- _Records to use_

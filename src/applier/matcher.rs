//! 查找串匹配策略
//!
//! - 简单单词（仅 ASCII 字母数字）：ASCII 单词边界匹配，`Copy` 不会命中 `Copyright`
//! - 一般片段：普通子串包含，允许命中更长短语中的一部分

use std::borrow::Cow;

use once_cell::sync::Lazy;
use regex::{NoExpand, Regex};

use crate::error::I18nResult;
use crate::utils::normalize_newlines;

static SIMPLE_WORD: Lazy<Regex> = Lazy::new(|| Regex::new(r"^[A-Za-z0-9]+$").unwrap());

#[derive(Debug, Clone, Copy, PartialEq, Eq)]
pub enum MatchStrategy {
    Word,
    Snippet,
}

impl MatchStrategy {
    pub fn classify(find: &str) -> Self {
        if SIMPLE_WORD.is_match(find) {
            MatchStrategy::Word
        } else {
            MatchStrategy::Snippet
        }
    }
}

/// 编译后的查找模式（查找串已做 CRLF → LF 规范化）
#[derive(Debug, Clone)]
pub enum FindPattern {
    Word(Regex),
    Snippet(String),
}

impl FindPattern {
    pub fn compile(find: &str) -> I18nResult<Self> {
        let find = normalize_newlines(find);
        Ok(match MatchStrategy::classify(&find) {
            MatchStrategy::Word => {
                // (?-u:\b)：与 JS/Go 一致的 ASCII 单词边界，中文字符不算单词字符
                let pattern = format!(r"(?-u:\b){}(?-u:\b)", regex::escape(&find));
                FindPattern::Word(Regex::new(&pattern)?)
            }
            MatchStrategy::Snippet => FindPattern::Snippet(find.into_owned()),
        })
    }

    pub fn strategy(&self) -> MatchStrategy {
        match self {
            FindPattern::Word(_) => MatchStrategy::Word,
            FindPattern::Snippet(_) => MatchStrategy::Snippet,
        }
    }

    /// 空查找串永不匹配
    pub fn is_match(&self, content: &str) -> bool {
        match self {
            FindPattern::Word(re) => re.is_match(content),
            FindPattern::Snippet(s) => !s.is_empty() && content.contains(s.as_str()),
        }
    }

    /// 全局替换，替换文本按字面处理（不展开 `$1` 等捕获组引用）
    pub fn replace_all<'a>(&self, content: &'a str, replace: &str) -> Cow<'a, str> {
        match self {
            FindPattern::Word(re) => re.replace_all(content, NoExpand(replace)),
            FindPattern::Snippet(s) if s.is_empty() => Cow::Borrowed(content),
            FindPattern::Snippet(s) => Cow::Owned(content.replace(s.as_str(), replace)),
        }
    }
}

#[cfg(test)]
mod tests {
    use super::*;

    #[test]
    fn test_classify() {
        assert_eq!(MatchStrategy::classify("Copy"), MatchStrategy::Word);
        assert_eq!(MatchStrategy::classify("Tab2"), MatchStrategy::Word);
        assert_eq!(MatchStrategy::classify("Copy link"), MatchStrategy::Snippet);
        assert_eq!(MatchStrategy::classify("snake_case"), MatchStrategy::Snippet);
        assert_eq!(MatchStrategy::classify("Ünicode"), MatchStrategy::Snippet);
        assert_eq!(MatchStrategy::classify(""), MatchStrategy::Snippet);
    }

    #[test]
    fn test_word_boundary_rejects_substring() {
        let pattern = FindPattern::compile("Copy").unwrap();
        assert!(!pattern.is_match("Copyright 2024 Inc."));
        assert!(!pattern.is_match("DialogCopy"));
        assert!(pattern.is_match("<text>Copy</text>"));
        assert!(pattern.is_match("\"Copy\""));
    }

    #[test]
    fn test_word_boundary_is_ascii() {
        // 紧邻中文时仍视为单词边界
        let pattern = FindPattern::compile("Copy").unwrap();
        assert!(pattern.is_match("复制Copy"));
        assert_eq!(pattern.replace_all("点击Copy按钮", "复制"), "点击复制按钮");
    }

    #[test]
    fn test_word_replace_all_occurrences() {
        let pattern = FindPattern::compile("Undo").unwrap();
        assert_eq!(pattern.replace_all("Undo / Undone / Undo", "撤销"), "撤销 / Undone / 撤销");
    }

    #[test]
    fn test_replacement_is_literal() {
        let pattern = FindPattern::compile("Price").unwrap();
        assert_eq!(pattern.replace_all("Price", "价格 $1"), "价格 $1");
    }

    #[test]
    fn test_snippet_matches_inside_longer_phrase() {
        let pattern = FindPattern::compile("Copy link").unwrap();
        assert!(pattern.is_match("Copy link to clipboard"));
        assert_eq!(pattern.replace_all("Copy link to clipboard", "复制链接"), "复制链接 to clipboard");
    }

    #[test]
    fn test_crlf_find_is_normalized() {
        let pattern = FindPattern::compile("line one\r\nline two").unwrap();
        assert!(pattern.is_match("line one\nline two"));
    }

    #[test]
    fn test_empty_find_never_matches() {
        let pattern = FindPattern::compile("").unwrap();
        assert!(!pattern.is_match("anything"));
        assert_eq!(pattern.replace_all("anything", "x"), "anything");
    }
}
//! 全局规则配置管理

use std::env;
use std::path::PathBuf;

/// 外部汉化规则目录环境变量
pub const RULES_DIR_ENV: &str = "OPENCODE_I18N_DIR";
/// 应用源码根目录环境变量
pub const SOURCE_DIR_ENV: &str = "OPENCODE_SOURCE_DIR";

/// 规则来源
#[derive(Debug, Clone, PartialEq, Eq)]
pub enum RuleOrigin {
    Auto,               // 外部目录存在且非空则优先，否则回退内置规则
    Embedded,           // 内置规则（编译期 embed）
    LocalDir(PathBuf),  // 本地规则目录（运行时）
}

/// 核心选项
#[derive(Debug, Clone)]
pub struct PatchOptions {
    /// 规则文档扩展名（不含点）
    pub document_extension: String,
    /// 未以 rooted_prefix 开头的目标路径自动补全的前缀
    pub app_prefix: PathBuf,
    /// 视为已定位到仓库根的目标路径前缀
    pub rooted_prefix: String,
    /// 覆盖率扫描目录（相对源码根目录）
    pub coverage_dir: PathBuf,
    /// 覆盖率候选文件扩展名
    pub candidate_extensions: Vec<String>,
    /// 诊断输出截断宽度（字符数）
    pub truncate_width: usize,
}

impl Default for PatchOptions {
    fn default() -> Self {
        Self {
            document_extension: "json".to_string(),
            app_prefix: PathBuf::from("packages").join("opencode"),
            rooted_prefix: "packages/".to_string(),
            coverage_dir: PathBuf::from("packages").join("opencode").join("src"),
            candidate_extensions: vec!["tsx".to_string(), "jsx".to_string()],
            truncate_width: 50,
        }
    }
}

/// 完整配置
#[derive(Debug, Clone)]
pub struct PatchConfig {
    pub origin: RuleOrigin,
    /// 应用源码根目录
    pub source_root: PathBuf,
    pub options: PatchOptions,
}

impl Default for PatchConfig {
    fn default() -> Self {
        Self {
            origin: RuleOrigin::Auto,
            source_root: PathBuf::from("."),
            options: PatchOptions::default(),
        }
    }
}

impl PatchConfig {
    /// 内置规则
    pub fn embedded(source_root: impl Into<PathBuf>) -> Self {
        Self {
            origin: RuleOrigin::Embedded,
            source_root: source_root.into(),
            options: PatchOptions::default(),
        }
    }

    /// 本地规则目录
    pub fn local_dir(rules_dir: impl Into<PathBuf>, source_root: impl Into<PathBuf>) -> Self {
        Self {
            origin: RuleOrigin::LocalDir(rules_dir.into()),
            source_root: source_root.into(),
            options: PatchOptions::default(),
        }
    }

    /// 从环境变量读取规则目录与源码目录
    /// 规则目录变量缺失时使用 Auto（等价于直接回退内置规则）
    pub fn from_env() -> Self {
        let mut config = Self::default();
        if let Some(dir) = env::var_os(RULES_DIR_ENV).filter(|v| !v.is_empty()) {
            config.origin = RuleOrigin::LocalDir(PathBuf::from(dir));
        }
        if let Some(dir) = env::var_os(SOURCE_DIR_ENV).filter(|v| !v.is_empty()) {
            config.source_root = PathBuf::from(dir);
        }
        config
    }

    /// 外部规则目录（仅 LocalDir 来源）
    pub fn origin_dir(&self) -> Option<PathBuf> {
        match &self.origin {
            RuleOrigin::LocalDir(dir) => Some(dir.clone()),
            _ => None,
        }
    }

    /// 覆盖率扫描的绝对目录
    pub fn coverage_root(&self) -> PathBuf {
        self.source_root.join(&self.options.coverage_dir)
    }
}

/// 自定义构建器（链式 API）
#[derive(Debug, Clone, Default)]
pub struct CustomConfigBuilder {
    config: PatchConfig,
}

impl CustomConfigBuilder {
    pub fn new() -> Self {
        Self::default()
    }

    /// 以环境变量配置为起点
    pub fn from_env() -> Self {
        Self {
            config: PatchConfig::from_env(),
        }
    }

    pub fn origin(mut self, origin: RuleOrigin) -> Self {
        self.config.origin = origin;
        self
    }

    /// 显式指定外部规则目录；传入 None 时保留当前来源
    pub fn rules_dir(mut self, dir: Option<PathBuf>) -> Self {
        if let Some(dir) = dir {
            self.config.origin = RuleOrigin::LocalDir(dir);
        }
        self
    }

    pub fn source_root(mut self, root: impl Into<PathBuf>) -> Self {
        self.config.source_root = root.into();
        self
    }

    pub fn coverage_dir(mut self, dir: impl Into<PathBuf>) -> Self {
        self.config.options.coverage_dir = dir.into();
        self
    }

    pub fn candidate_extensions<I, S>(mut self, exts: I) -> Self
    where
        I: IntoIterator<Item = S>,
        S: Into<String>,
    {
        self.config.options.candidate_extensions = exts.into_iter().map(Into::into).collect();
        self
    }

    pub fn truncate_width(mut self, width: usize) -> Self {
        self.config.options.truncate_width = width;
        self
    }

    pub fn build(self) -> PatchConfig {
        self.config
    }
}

- _To do_
Only a number is wanted here: how many lines of the material hold the word "const".

- _Answer for the task_
2